The Web site details 3 available games, one each based on The Lion King and Winnie the Pooh, along with a non-Disney alphabet game. Of course, for kids in the target audience (age 3 and up), the games offered for free on sites like pbskids.org and noggin.com would seem to fit the bill well enough. On the other hand, they don't come in a bright orange console, so there's that to consider.
THANKS TO HIS CLEAN TEETH AND PROPER UPBRINGING, ONE OF JANE BRODY'S SONS WILL BE PRESIDENT IN 2041. TUNE INTO THE WB SUNDAY NIGHT TO FIND OUT WHICH ONE.
She's at it again: In her "Personal Health" column on Tuesday, Jane Brody of the Times proposes a significant, expensive rethinking of medical advice on infant and toddler dental care, apparently just so more families can get in line with her own neuroses.
Brody suggests that a child's first dental checkup should come well before the age of 2, advice that contradicts the advice of the American Academy of Pediatrics, which recommends a first visit at around age 3, the age when all 20 baby teeth should be in place. Brody's advice also contradicts the advice of our own pediatrician and pediatric dentist. So what's her source? Life experience:
Having spent much of my childhood . . . in a dentist's office getting cavities filled and crowns and bridges installed, I was determined that my sons would enjoy a better fate.
. . . I had read an article by a pediatric dentist admonishing parents . . . to take their toddlers to the dentist for the first time at or before the age of 2.Yes, but do you have any more recent authority for this advice?
Now, however, pediatric dentists suggest an even earlier first visit.And Michael Eisner suggests that parents buy more Mickey Mouse sheets, but you could argue that he has a financial interest in it. Still, other than the advice on first dental appointments, Brody's article is worth reading as a general review of infant and toddler dental care, although there's no real news here: Clean infants' gums with cloth or gauze; don't let infants fall asleep sucking on a milk bottle; and brush toddler's teeth with non-fluoride paste - although our own pediatric dentist suggests that water is probably about as good as non-fluoride paste in cleaning kids' teeth.
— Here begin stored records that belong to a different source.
//! # Authentication Handlers
//!
//! Login, token refresh, logout and session lookup.
//!
//! ## Endpoints
//!
//! - `POST /api/v1/auth/login?captcha&block&session&single_login&httponly&domain`
//! - `POST /api/v1/auth/refresh?httponly&domain`
//! - `GET /api/v1/auth/logout` (bearer auth)
//! - `GET /api/v1/auth/get-session` (bearer auth)
//! - `GET /api/v1/auth/session`
//!
//! ## Login flow
//!
//! ```text
//! captcha? ──▶ find account ──▶ status ──▶ password ──▶ stamp login + new authKey
//!                                             │                 │
//!                                  attempts++ / block      session? single_login?
//!                                                                │
//!                                                   tokens as JSON, or as cookies (httponly)
//! ```

use crate::cookies::{read_cookie, CookiePolicy, SetCookie};
use crate::middleware::RequestStamp;
use axum::{
    extract::{Json, Query, State},
    http::{header::AUTHORIZATION, HeaderMap},
    response::{IntoResponse, Response},
    Extension,
};
use lib_auth::cookies::{COOKIE_CAPTCHA, COOKIE_JWT, COOKIE_REFRESH_JWT, COOKIE_SESSION};
use lib_auth::{
    verify_decoy, verify_password, AuthError, CaptchaService, SessionStore, SingleLoginRegistry,
    TokenPair, TokenService,
};
use lib_core::dto::{AccountStatus, ApiResponse, LoginInput, LoginQuery, LoginResponse, UserData};
use lib_core::model::store::UserRepository;
use lib_core::{AppError, Config, DbPool};
use std::sync::Arc;
use tracing::{debug, info, instrument, warn};

const AUTH_KEY_LEN: usize = 32;

/// Shared by unknown identities and wrong passwords outside block mode.
const WRONG_CREDENTIALS: &str = "wrong identity or password";

#[cfg(test)]
mod tests;

// region: --- Login

#[instrument(skip_all, fields(identity = %input.identity, ip = %stamp.client_ip))]
#[allow(clippy::too_many_arguments)]
pub async fn login(
    State(pool): State<DbPool>,
    State(config): State<Config>,
    State(tokens): State<Arc<TokenService>>,
    State(sessions): State<Arc<SessionStore>>,
    State(single_login): State<Arc<SingleLoginRegistry>>,
    State(captcha): State<Arc<CaptchaService>>,
    stamp: RequestStamp,
    Query(query): Query<LoginQuery>,
    headers: HeaderMap,
    Json(input): Json<LoginInput>,
) -> Result<Response, AppError> {
    info!("[LOGIN] Login request");

    lib_utils::validate_not_empty(&input.identity, "identity").map_err(AppError::InvalidInput)?;
    lib_utils::validate_not_empty(&input.password, "password").map_err(AppError::InvalidInput)?;

    let cookie_domain = cookie_domain(&query)?;

    if query.captcha {
        let captcha_sid = read_cookie(&headers, COOKIE_CAPTCHA);
        captcha
            .verify(captcha_sid.as_deref(), input.captcha)
            .await
            .map_err(|e| {
                warn!(reason = %e, "[LOGIN] Captcha rejected");
                AppError::from(e)
            })?;
    }

    // Unknown identities get the same answer, and the same hashing cost, as a wrong password.
    let Some(account) = UserRepository::find_by_identity(&pool, &input.identity).await? else {
        verify_decoy(&input.password);
        warn!("[LOGIN] Unknown identity");
        return Err(AppError::Unauthorized(WRONG_CREDENTIALS.to_string()));
    };

    if AccountStatus::from_code(account.status_account) != AccountStatus::Active {
        warn!(account = %account.id_account, "[LOGIN] Account not active");
        return Err(AppError::Unauthorized(
            "your account is not active or blocked".to_string(),
        ));
    }

    if !verify_password(&input.password, &account.password_hash) {
        let attempts =
            UserRepository::record_failed_login(&pool, &account.id_account, &stamp.client_ip).await?;
        warn!(account = %account.id_account, attempts, "[LOGIN] Wrong password");

        if !query.block {
            return Err(AppError::Unauthorized(WRONG_CREDENTIALS.to_string()));
        }

        let max = config.max_login_attempts;
        if attempts >= max {
            UserRepository::block(&pool, &account.id_account).await?;
            warn!(account = %account.id_account, "[LOGIN] Account blocked");
            return Err(AppError::Unauthorized(format!(
                "your account has been blocked after {max} wrong passwords"
            )));
        }
        return Err(AppError::Unauthorized(format!(
            "wrong password, you have {} chances left",
            max - attempts
        )));
    }

    let auth_key = lib_utils::random_key(AUTH_KEY_LEN);
    let account = UserRepository::record_successful_login(
        &pool,
        &account.id_account,
        &stamp.client_ip,
        lib_utils::now_unix(),
        &auth_key,
    )
    .await?;
    let user = account.to_user_data(&auth_key);

    let policy = CookiePolicy::from_config(&config);
    let mut out_headers = HeaderMap::new();

    if query.session {
        let previous = read_cookie(&headers, COOKIE_SESSION);
        let sid = sessions.regenerate(previous.as_deref(), &user).await?;
        SetCookie::new(COOKIE_SESSION, &sid)
            .policy(&policy)
            .max_age(sessions.ttl_secs() as i64)
            .append_to(&mut out_headers);
        debug!(account = %user.id_account, "[LOGIN] Session saved");
    }

    if query.single_login {
        single_login.register(&user.id_account, &auth_key).await?;
        debug!(account = %user.id_account, "[LOGIN] Single login registered");
    }

    let pair = tokens.issue_pair(&user).await?;
    info!(account = %user.id_account, "[LOGIN] Success");

    Ok(token_response(
        &tokens,
        &policy,
        out_headers,
        cookie_domain.as_deref(),
        user,
        pair,
        "Success Login",
    ))
}

// endregion: --- Login

// region: --- Refresh

/// Rotate a refresh token into a new access/refresh pair.
#[instrument(skip_all)]
pub async fn refresh(
    State(config): State<Config>,
    State(tokens): State<Arc<TokenService>>,
    Query(query): Query<LoginQuery>,
    headers: HeaderMap,
) -> Result<Response, AppError> {
    let cookie_domain = cookie_domain(&query)?;

    let presented = headers
        .get(AUTHORIZATION)
        .and_then(|v| v.to_str().ok())
        .map(|v| v.strip_prefix("Bearer ").unwrap_or(v).trim().to_string())
        .filter(|v| !v.is_empty())
        .or_else(|| read_cookie(&headers, COOKIE_REFRESH_JWT))
        .ok_or_else(|| AppError::from(AuthError::MissingCredentials))?;

    let (user, pair) = tokens.rotate(&presented).await.map_err(|e| {
        warn!(reason = %e, "[REFRESH] Rotation refused");
        AppError::from(e)
    })?;
    info!(account = %user.id_account, "[REFRESH] Refresh token rotated");

    let policy = CookiePolicy::from_config(&config);
    Ok(token_response(
        &tokens,
        &policy,
        HeaderMap::new(),
        cookie_domain.as_deref(),
        user,
        pair,
        "Refresh token rotated",
    ))
}

// endregion: --- Refresh

// region: --- Logout and Session

/// Destroy the session, revoke the refresh token and expire the auth cookies.
#[instrument(skip_all, fields(account = %principal.id_account))]
pub async fn logout(
    State(config): State<Config>,
    State(tokens): State<Arc<TokenService>>,
    State(sessions): State<Arc<SessionStore>>,
    Extension(principal): Extension<UserData>,
    headers: HeaderMap,
) -> Result<Response, AppError> {
    if let Some(sid) = read_cookie(&headers, COOKIE_SESSION) {
        sessions.destroy(&sid).await?;
    }

    let refresh_token = read_cookie(&headers, COOKIE_REFRESH_JWT).or_else(|| {
        headers
            .get("x-refresh-token")
            .and_then(|v| v.to_str().ok())
            .map(str::to_string)
    });

    match refresh_token {
        Some(token) => {
            if let Err(e) = tokens.logout(&token).await {
                debug!(reason = %e, "[LOGOUT] Presented refresh token not revocable, revoking account record");
                tokens.revoke_account(&principal.id_account).await?;
            }
        }
        None => tokens.revoke_account(&principal.id_account).await?,
    }

    let policy = CookiePolicy::from_config(&config);
    let mut out_headers = HeaderMap::new();
    for name in [COOKIE_JWT, COOKIE_REFRESH_JWT, COOKIE_SESSION] {
        SetCookie::expired(name, &policy).append_to(&mut out_headers);
    }

    info!("[LOGOUT] Success");
    Ok((out_headers, Json(ApiResponse::message("Success Logout"))).into_response())
}

/// Principal behind the presented access token.
pub async fn get_session(Extension(principal): Extension<UserData>) -> Json<ApiResponse<UserData>> {
    Json(ApiResponse::ok("Success get session", principal))
}

/// Session record bound to the `__SGSession` cookie, if any.
pub async fn session(
    State(sessions): State<Arc<SessionStore>>,
    headers: HeaderMap,
) -> Result<Response, AppError> {
    let record = match read_cookie(&headers, COOKIE_SESSION) {
        Some(sid) => sessions.get(&sid).await?,
        None => None,
    };

    Ok(match record {
        Some(record) => Json(ApiResponse::ok("Success get session", record)).into_response(),
        None => Json(ApiResponse::message("no session")).into_response(),
    })
}

// endregion: --- Logout and Session

// region: --- Helpers

/// `httponly` requires `domain`. Checked before anything is written.
fn cookie_domain(query: &LoginQuery) -> Result<Option<String>, AppError> {
    if !query.httponly {
        return Ok(None);
    }
    match query.domain.as_deref().map(str::trim) {
        Some(domain) if !domain.is_empty() => Ok(Some(domain.to_string())),
        _ => Err(AppError::Unprocessable("need domain params".to_string())),
    }
}

/// Tokens as a JSON body, or as cookies when a domain was requested.
fn token_response(
    tokens: &TokenService,
    policy: &CookiePolicy,
    mut headers: HeaderMap,
    domain: Option<&str>,
    user: UserData,
    pair: TokenPair,
    message: &str,
) -> Response {
    let Some(domain) = domain else {
        let body = LoginResponse {
            user_data: user,
            token: pair.access_token,
            refresh_token: pair.refresh_token,
        };
        return (headers, Json(ApiResponse::ok(message, body))).into_response();
    };

    SetCookie::strict(COOKIE_REFRESH_JWT, &pair.refresh_token)
        .max_age(tokens.refresh_ttl_secs())
        .append_to(&mut headers);
    SetCookie::new(COOKIE_JWT, &format!("Bearer {}", pair.access_token))
        .policy(policy)
        .domain(domain)
        .max_age(tokens.access_ttl_secs())
        .append_to(&mut headers);

    let message = format!("{message} for domain:{domain}");
    (headers, Json(ApiResponse::ok(message, user))).into_response()
}

// endregion: --- Helpers
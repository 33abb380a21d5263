//! # Application Configuration
//!
//! Gateway configuration loaded from environment variables (after `dotenvy` has read `.env`).
//! All configuration is validated on startup to fail fast if misconfigured.
//!
//! ## Usage
//!
//! ```rust,no_run
//! use lib_core::config::Config;
//!
//! let config = Config::from_env().and_then(|c| c.validate().map(|_| c))?;
//! println!("listening on {}", config.bind_address);
//! # Ok::<(), String>(())
//! ```
//!
//! The config is handed to the server state explicitly; nothing reads it from a global.

use lib_utils::envs::{get_env, get_env_bool_or, get_env_or, get_env_parse_or};

/// Gateway configuration.
#[derive(Clone, Debug)]
pub struct Config {
    /// Socket address the HTTP server binds to.
    pub bind_address: String,

    /// SQLite database connection URL
    pub database_url: String,

    /// Secret key for JWT token signing and verification
    ///
    /// **Must be at least 32 characters long** for security.
    pub jwt_secret: String,

    /// Access token lifetime in seconds.
    pub access_token_ttl_secs: i64,

    /// Refresh token lifetime in seconds.
    pub refresh_token_ttl_secs: i64,

    /// Global CSRF switch. When off, `csrf_protection` flags are ignored.
    pub csrf_enabled: bool,

    /// Request header that carries the anti-forgery token.
    pub csrf_header_name: String,

    pub csrf_ttl_secs: u64,
    pub session_ttl_secs: u64,

    /// `Secure` attribute for non-refresh cookies (dev vs. prod).
    pub secure_cookies: bool,

    /// `SameSite` attribute for non-refresh cookies (`Strict`, `Lax` or `None`).
    pub cookie_same_site: String,

    /// Redis URL. `None` selects the in-process key-value store.
    pub redis_url: Option<String>,

    /// Path of the route document watched for changes.
    pub route_config_path: String,

    /// Deadline for every upstream call.
    pub upstream_timeout_secs: u64,

    /// Bounded telemetry queue size.
    pub telemetry_queue_capacity: usize,

    /// Max characters of a textual body kept in a telemetry record.
    pub telemetry_body_limit: usize,

    /// Basic-auth credentials for the admin API. Admin API is disabled when unset.
    pub admin_username: Option<String>,
    pub admin_password: Option<String>,

    /// CORS origins. Empty means permissive.
    pub allowed_origins: Vec<String>,

    /// Base URL of the email service the `send_mail` relay posts to.
    pub email_service_url: Option<String>,

    /// Upstream health probe period. `0` disables the probe.
    pub health_probe_interval_secs: u64,

    pub circuit_failure_threshold: u32,
    pub circuit_success_threshold: u32,
    pub circuit_open_secs: u64,

    /// Wrong-password attempts before an account is blocked (when `block=true`).
    pub max_login_attempts: i64,

    /// Requests allowed per client IP in one window. `0` disables rate limiting.
    pub rate_limit_max: u64,
    pub rate_limit_window_secs: u64,
}

impl Default for Config {
    fn default() -> Self {
        Self {
            bind_address: "127.0.0.1:8060".to_string(),
            database_url: "sqlite:data/gateway.db".to_string(),
            jwt_secret: String::new(),
            access_token_ttl_secs: 86_400,
            refresh_token_ttl_secs: 604_800,
            csrf_enabled: true,
            csrf_header_name: "X-SGCsrf-Token".to_string(),
            csrf_ttl_secs: 3_600,
            session_ttl_secs: 86_400,
            secure_cookies: false,
            cookie_same_site: "Lax".to_string(),
            redis_url: None,
            route_config_path: "./config/config.json".to_string(),
            upstream_timeout_secs: 30,
            telemetry_queue_capacity: 1_000,
            telemetry_body_limit: 1_024,
            admin_username: None,
            admin_password: None,
            allowed_origins: Vec::new(),
            email_service_url: None,
            health_probe_interval_secs: 0,
            circuit_failure_threshold: 3,
            circuit_success_threshold: 2,
            circuit_open_secs: 5,
            max_login_attempts: 3,
            rate_limit_max: 1_000,
            rate_limit_window_secs: 60,
        }
    }
}

impl Config {
    /// Load configuration from environment variables, falling back to defaults.
    pub fn from_env() -> Result<Self, String> {
        let d = Config::default();

        let jwt_secret =
            get_env("JWT_SECRET").map_err(|_| "JWT_SECRET must be set in environment")?;

        let optional = |name: &'static str| {
            let val = get_env_or(name, "");
            (!val.is_empty()).then_some(val)
        };

        let allowed_origins = get_env_or("ALLOWED_ORIGINS", "")
            .split(',')
            .map(|s| s.trim().to_string())
            .filter(|s| !s.is_empty())
            .collect();

        Ok(Self {
            bind_address: get_env_or("BIND_ADDRESS", &d.bind_address),
            database_url: get_env_or("DATABASE_URL", &d.database_url),
            jwt_secret,
            access_token_ttl_secs: get_env_parse_or("ACCESS_TOKEN_TTL_SECS", d.access_token_ttl_secs)
                .map_err(|e| e.to_string())?,
            refresh_token_ttl_secs: get_env_parse_or(
                "REFRESH_TOKEN_TTL_SECS",
                d.refresh_token_ttl_secs,
            )
            .map_err(|e| e.to_string())?,
            csrf_enabled: get_env_bool_or("CSRF_ENABLED", d.csrf_enabled)
                .map_err(|e| e.to_string())?,
            csrf_header_name: get_env_or("CSRF_HEADER_NAME", &d.csrf_header_name),
            csrf_ttl_secs: get_env_parse_or("CSRF_TTL_SECS", d.csrf_ttl_secs)
                .map_err(|e| e.to_string())?,
            session_ttl_secs: get_env_parse_or("SESSION_TTL_SECS", d.session_ttl_secs)
                .map_err(|e| e.to_string())?,
            secure_cookies: get_env_bool_or("SECURE_COOKIES", d.secure_cookies)
                .map_err(|e| e.to_string())?,
            cookie_same_site: get_env_or("COOKIE_SAME_SITE", &d.cookie_same_site),
            redis_url: optional("REDIS_URL"),
            route_config_path: get_env_or("ROUTE_CONFIG_PATH", &d.route_config_path),
            upstream_timeout_secs: get_env_parse_or("UPSTREAM_TIMEOUT_SECS", d.upstream_timeout_secs)
                .map_err(|e| e.to_string())?,
            telemetry_queue_capacity: get_env_parse_or(
                "TELEMETRY_QUEUE_CAPACITY",
                d.telemetry_queue_capacity,
            )
            .map_err(|e| e.to_string())?,
            telemetry_body_limit: get_env_parse_or("TELEMETRY_BODY_LIMIT", d.telemetry_body_limit)
                .map_err(|e| e.to_string())?,
            admin_username: optional("ADMIN_USERNAME"),
            admin_password: optional("ADMIN_PASSWORD"),
            allowed_origins,
            email_service_url: optional("EMAIL_SERVICE_URL"),
            health_probe_interval_secs: get_env_parse_or(
                "HEALTH_PROBE_INTERVAL_SECS",
                d.health_probe_interval_secs,
            )
            .map_err(|e| e.to_string())?,
            circuit_failure_threshold: get_env_parse_or(
                "CIRCUIT_FAILURE_THRESHOLD",
                d.circuit_failure_threshold,
            )
            .map_err(|e| e.to_string())?,
            circuit_success_threshold: get_env_parse_or(
                "CIRCUIT_SUCCESS_THRESHOLD",
                d.circuit_success_threshold,
            )
            .map_err(|e| e.to_string())?,
            circuit_open_secs: get_env_parse_or("CIRCUIT_OPEN_SECS", d.circuit_open_secs)
                .map_err(|e| e.to_string())?,
            max_login_attempts: get_env_parse_or("MAX_LOGIN_ATTEMPTS", d.max_login_attempts)
                .map_err(|e| e.to_string())?,
            rate_limit_max: get_env_parse_or("RATE_LIMIT_MAX", d.rate_limit_max)
                .map_err(|e| e.to_string())?,
            rate_limit_window_secs: get_env_parse_or(
                "RATE_LIMIT_WINDOW_SECS",
                d.rate_limit_window_secs,
            )
            .map_err(|e| e.to_string())?,
        })
    }

    /// Validate configuration values against security and operational rules.
    pub fn validate(&self) -> Result<(), String> {
        if self.jwt_secret.len() < 32 {
            return Err("JWT_SECRET must be at least 32 characters long".to_string());
        }

        if self.access_token_ttl_secs < 60 {
            return Err("ACCESS_TOKEN_TTL_SECS must be at least 60".to_string());
        }

        if self.refresh_token_ttl_secs <= self.access_token_ttl_secs {
            return Err(
                "REFRESH_TOKEN_TTL_SECS must be greater than ACCESS_TOKEN_TTL_SECS".to_string(),
            );
        }

        if self.upstream_timeout_secs == 0 {
            return Err("UPSTREAM_TIMEOUT_SECS must be greater than 0".to_string());
        }

        if self.telemetry_queue_capacity == 0 {
            return Err("TELEMETRY_QUEUE_CAPACITY must be greater than 0".to_string());
        }

        if self.csrf_header_name.trim().is_empty() {
            return Err("CSRF_HEADER_NAME cannot be empty".to_string());
        }

        if !matches!(self.cookie_same_site.as_str(), "Strict" | "Lax" | "None") {
            return Err("COOKIE_SAME_SITE must be one of Strict, Lax, None".to_string());
        }

        if self.rate_limit_max > 0 && self.rate_limit_window_secs == 0 {
            return Err("RATE_LIMIT_WINDOW_SECS must be greater than 0".to_string());
        }

        if self.admin_username.is_some() != self.admin_password.is_some() {
            return Err("ADMIN_USERNAME and ADMIN_PASSWORD must be set together".to_string());
        }

        Ok(())
    }

    /// Whether the admin API (`/config-file`, `/publish`) is enabled.
    pub fn admin_enabled(&self) -> bool {
        self.admin_username.is_some() && self.admin_password.is_some()
    }
}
RULE OF THUMB: IF ANYTHING YOU'RE DOING COULD BE THE BASIS FOR A TV MOVIE, YOU'VE CROSSED THE LINE
Jeffrey Zaslow has a fascinating column in the Wall Street Journal this week about fathers dealing with changes and new boundaries in their physical relationships with their daughters. Having a daughter who is only a year and a half, these concerns are still in the future for us, but we imagine we'd sympathize with the dads quoted who regret having to give up that tactile connection to their daughters. A piece worth reading for all dads.